A British police force, already under investigation for long-term failures to protect people, has admitted that officers did not act “wholly proportionate” manner when they visited a feminist campaigner at home for being “untoward about paedophiles.”

British YouTuber and feminist campaigner Kellie-Jay Keen, also known as Posie Parker, said two Wiltshire police officers came to her house to inform her that a complaint had been lodged against her for one of her videos, saying: “Somebody’s phoned up because one of your videos you’re being unseemly about paedophiles.”

The officer admitted that he had not even watched the video in question, but they recorded it as a “hate crime” because someone was offended. Keen claimed that the officer was unable to tell her whether the incident was classified as a crime or the contentious “non-crime hate incident.”

The video in question was reportedly Mermaids, Drag, and Grooming, in which Keen slammed an LGBT pride event for having a 12-year-old boy dance on stage in drag, which she called exploitation.

After condemnation on social media, Wiltshire Police issued a statement, tacitly admitting that officers’ behaviour was inappropriate and that they no longer adhered to the recently updated advice from the College of Policing, which told officers last week that being offensive is not a crime in and of itself and that police should not engage in “debates on Twitter.”

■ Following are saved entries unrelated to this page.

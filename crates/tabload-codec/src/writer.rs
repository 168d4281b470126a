use std::borrow::Cow;
use std::fs::File;
use std::io::{BufWriter, Write};
use std::path::Path;

use encoding_rs::Encoding;
use tabload_core::TypedValue;

use crate::errors::CodecError;

/// Totals reported once a file is complete.
#[derive(Debug, Clone, Copy, PartialEq, Eq, Default)]
pub struct WriteSummary {
    pub rows: u64,
    pub bytes: u64,
}

/// Writes a header line and typed rows as delimited text.
pub struct TableWriter<W: Write> {
    writer: csv::Writer<CountingWriter<W>>,
    encoding: &'static Encoding,
    header: Vec<String>,
    rows: u64,
}

impl TableWriter<BufWriter<File>> {
    /// Create (or truncate) `path` for writing.
    pub fn create(path: &Path, encoding: &'static Encoding) -> Result<Self, CodecError> {
        let file = File::create(path)?;
        Ok(Self::from_writer(BufWriter::new(file), encoding))
    }
}

impl<W: Write> TableWriter<W> {
    pub fn from_writer(inner: W, encoding: &'static Encoding) -> Self {
        let writer = csv::WriterBuilder::new()
            .has_headers(false)
            .from_writer(CountingWriter::new(inner));
        Self {
            writer,
            encoding,
            header: Vec::new(),
            rows: 0,
        }
    }

    pub fn write_header(&mut self, header: &[String]) -> Result<(), CodecError> {
        let fields = header
            .iter()
            .map(|name| encode(self.encoding, name, name))
            .collect::<Result<Vec<_>, _>>()?;
        self.writer.write_record(&fields)?;
        self.header = header.to_vec();
        Ok(())
    }

    /// Write one row; nulls become empty fields.
    pub fn write_row(&mut self, values: &[TypedValue]) -> Result<(), CodecError> {
        let mut fields = Vec::with_capacity(values.len());
        for (idx, value) in values.iter().enumerate() {
            let column = self.header.get(idx).map(String::as_str).unwrap_or("?");
            let text = value.render();
            fields.push(encode(self.encoding, column, &text)?.into_owned());
        }
        self.writer.write_record(&fields)?;
        self.rows += 1;
        Ok(())
    }

    /// Flush buffered output and report totals.
    pub fn finish(mut self) -> Result<WriteSummary, CodecError> {
        self.writer.flush()?;
        let mut counting = self.writer.into_inner().map_err(|err| err.into_error())?;
        counting.flush()?;
        Ok(WriteSummary {
            rows: self.rows,
            bytes: counting.bytes_written(),
        })
    }
}

fn encode<'a>(
    encoding: &'static Encoding,
    column: &str,
    text: &'a str,
) -> Result<Cow<'a, [u8]>, CodecError> {
    let (bytes, _, had_errors) = encoding.encode(text);
    if had_errors {
        return Err(CodecError::Unencodable {
            column: column.to_string(),
            encoding: encoding.name(),
        });
    }
    Ok(bytes)
}

struct CountingWriter<W: Write> {
    inner: W,
    bytes: u64,
}

impl<W: Write> CountingWriter<W> {
    fn new(inner: W) -> Self {
        Self { inner, bytes: 0 }
    }

    fn bytes_written(&self) -> u64 {
        self.bytes
    }
}

impl<W: Write> Write for CountingWriter<W> {
    fn write(&mut self, buf: &[u8]) -> std::io::Result<usize> {
        let size = self.inner.write(buf)?;
        self.bytes = self.bytes.saturating_add(size as u64);
        Ok(size)
    }

    fn flush(&mut self) -> std::io::Result<()> {
        self.inner.flush()
    }
}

Ms Keen, the founder of the organisation Standing For Women, mocked the police statement on Wednesday, saying sarcastically that the officers “were just following orders.”

“I just want to be a fly on the wall when they had that meeting and realised what on earth they were doing,” she said.

The revision to the College of Policing’s guidelines on non-crime hate incidents — of which 120,000 were recorded by police over the last five years — comes as rapes, sexual assaults, and violent crimes have reached all-time highs. Simultaneously, the number of cases actually solved by police has dropped dramatically, with only 1.3% of rape cases resulting in a criminal charge.